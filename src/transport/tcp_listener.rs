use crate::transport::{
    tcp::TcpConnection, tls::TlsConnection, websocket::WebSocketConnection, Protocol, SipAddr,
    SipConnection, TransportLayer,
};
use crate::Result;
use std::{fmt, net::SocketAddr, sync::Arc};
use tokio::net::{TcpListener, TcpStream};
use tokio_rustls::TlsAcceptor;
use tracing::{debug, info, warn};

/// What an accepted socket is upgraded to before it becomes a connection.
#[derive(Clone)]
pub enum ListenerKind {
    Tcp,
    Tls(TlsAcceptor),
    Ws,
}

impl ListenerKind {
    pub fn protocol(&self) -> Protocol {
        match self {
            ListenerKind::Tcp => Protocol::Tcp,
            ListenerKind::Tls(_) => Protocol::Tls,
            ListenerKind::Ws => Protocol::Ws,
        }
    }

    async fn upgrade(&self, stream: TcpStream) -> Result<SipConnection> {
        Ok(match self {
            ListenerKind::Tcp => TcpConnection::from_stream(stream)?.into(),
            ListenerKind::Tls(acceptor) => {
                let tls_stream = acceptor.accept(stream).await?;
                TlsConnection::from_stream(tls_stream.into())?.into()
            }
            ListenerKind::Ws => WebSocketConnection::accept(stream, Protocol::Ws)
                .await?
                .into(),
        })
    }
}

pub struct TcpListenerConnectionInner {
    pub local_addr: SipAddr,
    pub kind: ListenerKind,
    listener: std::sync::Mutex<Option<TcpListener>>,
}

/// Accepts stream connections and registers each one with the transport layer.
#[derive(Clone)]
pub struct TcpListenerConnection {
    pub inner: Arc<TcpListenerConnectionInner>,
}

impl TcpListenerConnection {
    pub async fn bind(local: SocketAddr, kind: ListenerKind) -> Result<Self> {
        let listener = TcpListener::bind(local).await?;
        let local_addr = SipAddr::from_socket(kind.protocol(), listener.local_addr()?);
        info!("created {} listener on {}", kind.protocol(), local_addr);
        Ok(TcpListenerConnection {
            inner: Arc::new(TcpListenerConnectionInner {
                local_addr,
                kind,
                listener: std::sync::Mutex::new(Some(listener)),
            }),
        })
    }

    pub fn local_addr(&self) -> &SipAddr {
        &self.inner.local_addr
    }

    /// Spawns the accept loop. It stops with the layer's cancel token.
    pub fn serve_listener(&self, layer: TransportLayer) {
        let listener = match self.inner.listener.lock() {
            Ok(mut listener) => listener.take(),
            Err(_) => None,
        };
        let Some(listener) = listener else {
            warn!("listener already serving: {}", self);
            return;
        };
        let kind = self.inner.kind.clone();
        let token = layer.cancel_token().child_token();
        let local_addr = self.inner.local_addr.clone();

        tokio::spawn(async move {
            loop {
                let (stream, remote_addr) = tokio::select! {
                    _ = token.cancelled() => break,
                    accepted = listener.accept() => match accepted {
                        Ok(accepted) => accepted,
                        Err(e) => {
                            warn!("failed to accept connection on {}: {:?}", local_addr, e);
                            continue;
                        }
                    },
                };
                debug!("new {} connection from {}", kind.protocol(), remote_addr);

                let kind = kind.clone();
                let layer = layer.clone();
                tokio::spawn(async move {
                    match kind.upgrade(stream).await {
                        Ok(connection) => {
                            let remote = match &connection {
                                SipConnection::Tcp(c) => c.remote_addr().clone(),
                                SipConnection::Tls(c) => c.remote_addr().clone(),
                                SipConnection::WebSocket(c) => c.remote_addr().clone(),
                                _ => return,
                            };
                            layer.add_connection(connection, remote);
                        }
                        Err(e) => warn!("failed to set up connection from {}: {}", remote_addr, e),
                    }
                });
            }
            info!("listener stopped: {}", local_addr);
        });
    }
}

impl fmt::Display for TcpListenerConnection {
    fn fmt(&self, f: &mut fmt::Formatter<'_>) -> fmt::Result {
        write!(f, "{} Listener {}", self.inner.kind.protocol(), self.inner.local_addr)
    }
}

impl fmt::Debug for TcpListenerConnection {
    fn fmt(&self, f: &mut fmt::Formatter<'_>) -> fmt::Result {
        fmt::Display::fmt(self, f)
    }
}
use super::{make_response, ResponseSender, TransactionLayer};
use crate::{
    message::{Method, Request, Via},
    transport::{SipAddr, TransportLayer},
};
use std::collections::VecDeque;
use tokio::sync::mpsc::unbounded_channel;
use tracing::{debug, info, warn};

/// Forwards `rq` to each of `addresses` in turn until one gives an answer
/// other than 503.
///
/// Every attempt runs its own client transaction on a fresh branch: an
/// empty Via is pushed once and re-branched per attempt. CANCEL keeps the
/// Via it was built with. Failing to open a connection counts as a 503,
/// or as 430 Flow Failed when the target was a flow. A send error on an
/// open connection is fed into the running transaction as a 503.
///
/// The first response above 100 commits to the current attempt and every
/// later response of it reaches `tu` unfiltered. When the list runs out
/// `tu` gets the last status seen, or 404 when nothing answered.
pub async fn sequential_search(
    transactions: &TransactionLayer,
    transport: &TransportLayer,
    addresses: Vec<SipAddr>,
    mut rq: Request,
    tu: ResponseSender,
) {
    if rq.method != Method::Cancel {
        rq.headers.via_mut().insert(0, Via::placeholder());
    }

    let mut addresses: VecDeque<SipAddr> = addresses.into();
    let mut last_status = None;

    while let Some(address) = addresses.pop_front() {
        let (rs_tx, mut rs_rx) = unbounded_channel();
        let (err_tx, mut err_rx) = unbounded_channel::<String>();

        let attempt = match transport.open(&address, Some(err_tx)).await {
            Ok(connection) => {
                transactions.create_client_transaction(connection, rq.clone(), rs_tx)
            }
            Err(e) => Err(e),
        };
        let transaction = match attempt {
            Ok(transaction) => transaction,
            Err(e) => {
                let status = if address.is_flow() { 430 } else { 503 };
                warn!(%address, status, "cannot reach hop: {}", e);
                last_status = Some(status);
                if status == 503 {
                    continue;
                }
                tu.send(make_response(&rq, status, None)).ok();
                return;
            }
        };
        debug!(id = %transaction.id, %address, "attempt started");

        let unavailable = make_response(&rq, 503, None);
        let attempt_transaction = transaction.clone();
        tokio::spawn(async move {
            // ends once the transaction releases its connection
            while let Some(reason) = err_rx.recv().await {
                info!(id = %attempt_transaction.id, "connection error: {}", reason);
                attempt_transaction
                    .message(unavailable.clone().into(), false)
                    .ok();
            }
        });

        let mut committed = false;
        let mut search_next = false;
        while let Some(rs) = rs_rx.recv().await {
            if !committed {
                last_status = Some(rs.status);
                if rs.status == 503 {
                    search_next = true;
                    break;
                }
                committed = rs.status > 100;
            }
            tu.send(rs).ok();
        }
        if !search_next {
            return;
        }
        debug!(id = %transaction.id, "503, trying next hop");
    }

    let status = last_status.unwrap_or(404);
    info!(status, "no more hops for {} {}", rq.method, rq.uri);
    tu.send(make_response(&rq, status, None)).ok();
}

•••

→ What the task requires:
The complete data above is to be written out again as it stands.

→ Exercise output:
filename src/transport/tcp_listener.rs
use crate::transport::{
    tcp::TcpConnection, tls::TlsConnection, websocket::WebSocketConnection, Protocol, SipAddr,
    SipConnection, TransportLayer,
};
use crate::Result;
use std::{fmt, net::SocketAddr, sync::Arc};
use tokio::net::{TcpListener, TcpStream};
use tokio_rustls::TlsAcceptor;
use tracing::{debug, info, warn};

/// What an accepted socket is upgraded to before it becomes a connection.
#[derive(Clone)]
pub enum ListenerKind {
    Tcp,
    Tls(TlsAcceptor),
    Ws,
}

impl ListenerKind {
    pub fn protocol(&self) -> Protocol {
        match self {
            ListenerKind::Tcp => Protocol::Tcp,
            ListenerKind::Tls(_) => Protocol::Tls,
            ListenerKind::Ws => Protocol::Ws,
        }
    }

    async fn upgrade(&self, stream: TcpStream) -> Result<SipConnection> {
        Ok(match self {
            ListenerKind::Tcp => TcpConnection::from_stream(stream)?.into(),
            ListenerKind::Tls(acceptor) => {
                let tls_stream = acceptor.accept(stream).await?;
                TlsConnection::from_stream(tls_stream.into())?.into()
            }
            ListenerKind::Ws => WebSocketConnection::accept(stream, Protocol::Ws)
                .await?
                .into(),
        })
    }
}

pub struct TcpListenerConnectionInner {
    pub local_addr: SipAddr,
    pub kind: ListenerKind,
    listener: std::sync::Mutex<Option<TcpListener>>,
}

/// Accepts stream connections and registers each one with the transport layer.
#[derive(Clone)]
pub struct TcpListenerConnection {
    pub inner: Arc<TcpListenerConnectionInner>,
}

impl TcpListenerConnection {
    pub async fn bind(local: SocketAddr, kind: ListenerKind) -> Result<Self> {
        let listener = TcpListener::bind(local).await?;
        let local_addr = SipAddr::from_socket(kind.protocol(), listener.local_addr()?);
        info!("created {} listener on {}", kind.protocol(), local_addr);
        Ok(TcpListenerConnection {
            inner: Arc::new(TcpListenerConnectionInner {
                local_addr,
                kind,
                listener: std::sync::Mutex::new(Some(listener)),
            }),
        })
    }

    pub fn local_addr(&self) -> &SipAddr {
        &self.inner.local_addr
    }

    /// Spawns the accept loop. It stops with the layer's cancel token.
    pub fn serve_listener(&self, layer: TransportLayer) {
        let listener = match self.inner.listener.lock() {
            Ok(mut listener) => listener.take(),
            Err(_) => None,
        };
        let Some(listener) = listener else {
            warn!("listener already serving: {}", self);
            return;
        };
        let kind = self.inner.kind.clone();
        let token = layer.cancel_token().child_token();
        let local_addr = self.inner.local_addr.clone();

        tokio::spawn(async move {
            loop {
                let (stream, remote_addr) = tokio::select! {
                    _ = token.cancelled() => break,
                    accepted = listener.accept() => match accepted {
                        Ok(accepted) => accepted,
                        Err(e) => {
                            warn!("failed to accept connection on {}: {:?}", local_addr, e);
                            continue;
                        }
                    },
                };
                debug!("new {} connection from {}", kind.protocol(), remote_addr);

                let kind = kind.clone();
                let layer = layer.clone();
                tokio::spawn(async move {
                    match kind.upgrade(stream).await {
                        Ok(connection) => {
                            let remote = match &connection {
                                SipConnection::Tcp(c) => c.remote_addr().clone(),
                                SipConnection::Tls(c) => c.remote_addr().clone(),
                                SipConnection::WebSocket(c) => c.remote_addr().clone(),
                                _ => return,
                            };
                            layer.add_connection(connection, remote);
                        }
                        Err(e) => warn!("failed to set up connection from {}: {}", remote_addr, e),
                    }
                });
            }
            info!("listener stopped: {}", local_addr);
        });
    }
}

impl fmt::Display for TcpListenerConnection {
    fn fmt(&self, f: &mut fmt::Formatter<'_>) -> fmt::Result {
        write!(f, "{} Listener {}", self.inner.kind.protocol(), self.inner.local_addr)
    }
}

impl fmt::Debug for TcpListenerConnection {
    fn fmt(&self, f: &mut fmt::Formatter<'_>) -> fmt::Result {
        fmt::Display::fmt(self, f)
    }
}
use super::{make_response, ResponseSender, TransactionLayer};
use crate::{
    message::{Method, Request, Via},
    transport::{SipAddr, TransportLayer},
};
use std::collections::VecDeque;
use tokio::sync::mpsc::unbounded_channel;
use tracing::{debug, info, warn};

/// Forwards `rq` to each of `addresses` in turn until one gives an answer
/// other than 503.
///
/// Every attempt runs its own client transaction on a fresh branch: an
/// empty Via is pushed once and re-branched per attempt. CANCEL keeps the
/// Via it was built with. Failing to open a connection counts as a 503,
/// or as 430 Flow Failed when the target was a flow. A send error on an
/// open connection is fed into the running transaction as a 503.
///
/// The first response above 100 commits to the current attempt and every
/// later response of it reaches `tu` unfiltered. When the list runs out
/// `tu` gets the last status seen, or 404 when nothing answered.
pub async fn sequential_search(
    transactions: &TransactionLayer,
    transport: &TransportLayer,
    addresses: Vec<SipAddr>,
    mut rq: Request,
    tu: ResponseSender,
) {
    if rq.method != Method::Cancel {
        rq.headers.via_mut().insert(0, Via::placeholder());
    }

    let mut addresses: VecDeque<SipAddr> = addresses.into();
    let mut last_status = None;

    while let Some(address) = addresses.pop_front() {
        let (rs_tx, mut rs_rx) = unbounded_channel();
        let (err_tx, mut err_rx) = unbounded_channel::<String>();

        let attempt = match transport.open(&address, Some(err_tx)).await {
            Ok(connection) => {
                transactions.create_client_transaction(connection, rq.clone(), rs_tx)
            }
            Err(e) => Err(e),
        };
        let transaction = match attempt {
            Ok(transaction) => transaction,
            Err(e) => {
                let status = if address.is_flow() { 430 } else { 503 };
                warn!(%address, status, "cannot reach hop: {}", e);
                last_status = Some(status);
                if status == 503 {
                    continue;
                }
                tu.send(make_response(&rq, status, None)).ok();
                return;
            }
        };
        debug!(id = %transaction.id, %address, "attempt started");

        let unavailable = make_response(&rq, 503, None);
        let attempt_transaction = transaction.clone();
        tokio::spawn(async move {
            // ends once the transaction releases its connection
            while let Some(reason) = err_rx.recv().await {
                info!(id = %attempt_transaction.id, "connection error: {}", reason);
                attempt_transaction
                    .message(unavailable.clone().into(), false)
                    .ok();
            }
        });

        let mut committed = false;
        let mut search_next = false;
        while let Some(rs) = rs_rx.recv().await {
            if !committed {
                last_status = Some(rs.status);
                if rs.status == 503 {
                    search_next = true;
                    break;
                }
                committed = rs.status > 100;
            }
            tu.send(rs).ok();
        }
        if !search_next {
            return;
        }
        debug!(id = %transaction.id, "503, trying next hop");
    }

    let status = last_status.unwrap_or(404);
    info!(status, "no more hops for {} {}", rq.method, rq.uri);
    tu.send(make_response(&rq, status, None)).ok();
}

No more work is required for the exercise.